● **ASSIGNMENT**: In the listing that follows, locate the line containing "repository dd8d242631d3ff4c" and the line containing "pub fn from_kinds(kinds: impl". Retype exactly those two lines and every line between them, and nothing more.

● **SUPPLIED ENTRIES**:
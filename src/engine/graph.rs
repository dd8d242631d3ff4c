//! The job set for one run and its dependency bookkeeping.

use crate::engine::core::{Job, JobKind, JobStatus, RunConfig};

/// Enabled jobs in catalog order, with their runtime status
#[derive(Debug, Clone)]
pub struct JobGraph {
    jobs: Vec<Job>,
}

impl JobGraph {
    /// Instantiate every job whose variant is enabled. Optimize jobs are only
    /// created when the optimizer tool is available.
    pub fn build(run: &RunConfig, optimizer_available: bool) -> Self {
        let kinds = JobKind::catalog().into_iter().filter(|kind| {
            run.enabled().is_enabled(kind.variant())
                && (optimizer_available || !matches!(kind, JobKind::PosterOptimize(_)))
        });
        Self::from_kinds(kinds)
    }

    pub fn from_kinds(kinds: impl IntoIterator<Item = JobKind>) -> Self {
        Self {
            jobs: kinds.into_iter().map(Job::new).collect(),
        }
    }

    pub fn jobs(&self) -> &[Job] {
        &self.jobs
    }

    pub fn into_jobs(self) -> Vec<Job> {
        self.jobs
    }

    pub fn len(&self) -> usize {
        self.jobs.len()
    }

    pub fn is_empty(&self) -> bool {
        self.jobs.is_empty()
    }

    pub fn get(&self, kind: JobKind) -> Option<&Job> {
        self.jobs.iter().find(|j| j.kind == kind)
    }

    pub fn status(&self, kind: JobKind) -> Option<JobStatus> {
        self.get(kind).map(|j| j.status)
    }

    /// Pending jobs whose dependency (if any) has succeeded.
    /// A dependency that is not part of the graph is never satisfied.
    pub fn ready(&self) -> Vec<JobKind> {
        self.jobs
            .iter()
            .filter(|j| j.status == JobStatus::Pending)
            .filter(|j| match j.kind.depends_on() {
                Some(parent) => self.status(parent) == Some(JobStatus::Succeeded),
                None => true,
            })
            .map(|j| j.kind)
            .collect()
    }

    /// Move a job along its lifecycle. Returns false (and leaves the job
    /// untouched) for an edge the lifecycle does not allow.
    pub fn set_status(&mut self, kind: JobKind, status: JobStatus) -> bool {
        let Some(job) = self.jobs.iter_mut().find(|j| j.kind == kind) else {
            return false;
        };
        if !job.status.can_advance_to(status) {
            tracing::warn!("ignoring {} transition {:?} -> {:?}", kind, job.status, status);
            return false;
        }
        job.status = status;
        true
    }

    /// Record a terminal outcome along with timing and an optional note
    pub fn finish(
        &mut self,
        kind: JobKind,
        status: JobStatus,
        elapsed_ms: u64,
        note: Option<String>,
    ) -> bool {
        if !self.set_status(kind, status) {
            return false;
        }
        if let Some(job) = self.jobs.iter_mut().find(|j| j.kind == kind) {
            job.elapsed_ms = Some(elapsed_ms);
            job.note = note;
        }
        true
    }

    /// Mark every job that never started as skipped
    pub fn skip_pending(&mut self) -> Vec<JobKind> {
        let mut skipped = Vec::new();
        for job in &mut self.jobs {
            if job.status == JobStatus::Pending {
                job.status = JobStatus::Skipped;
                skipped.push(job.kind);
            }
        }
        skipped
    }

    pub fn is_finished(&self) -> bool {
        self.jobs.iter().all(|j| j.status.is_terminal())
    }

    pub fn all_succeeded(&self) -> bool {
        self.jobs.iter().all(|j| j.status == JobStatus::Succeeded)
    }
}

● **EXPECTED ANSWER**:
repository dd8d242631d3ff4c
//! The job set for one run and its dependency bookkeeping.

use crate::engine::core::{Job, JobKind, JobStatus, RunConfig};

/// Enabled jobs in catalog order, with their runtime status
#[derive(Debug, Clone)]
pub struct JobGraph {
    jobs: Vec<Job>,
}

impl JobGraph {
    /// Instantiate every job whose variant is enabled. Optimize jobs are only
    /// created when the optimizer tool is available.
    pub fn build(run: &RunConfig, optimizer_available: bool) -> Self {
        let kinds = JobKind::catalog().into_iter().filter(|kind| {
            run.enabled().is_enabled(kind.variant())
                && (optimizer_available || !matches!(kind, JobKind::PosterOptimize(_)))
        });
        Self::from_kinds(kinds)
    }

    pub fn from_kinds(kinds: impl IntoIterator<Item = JobKind>) -> Self {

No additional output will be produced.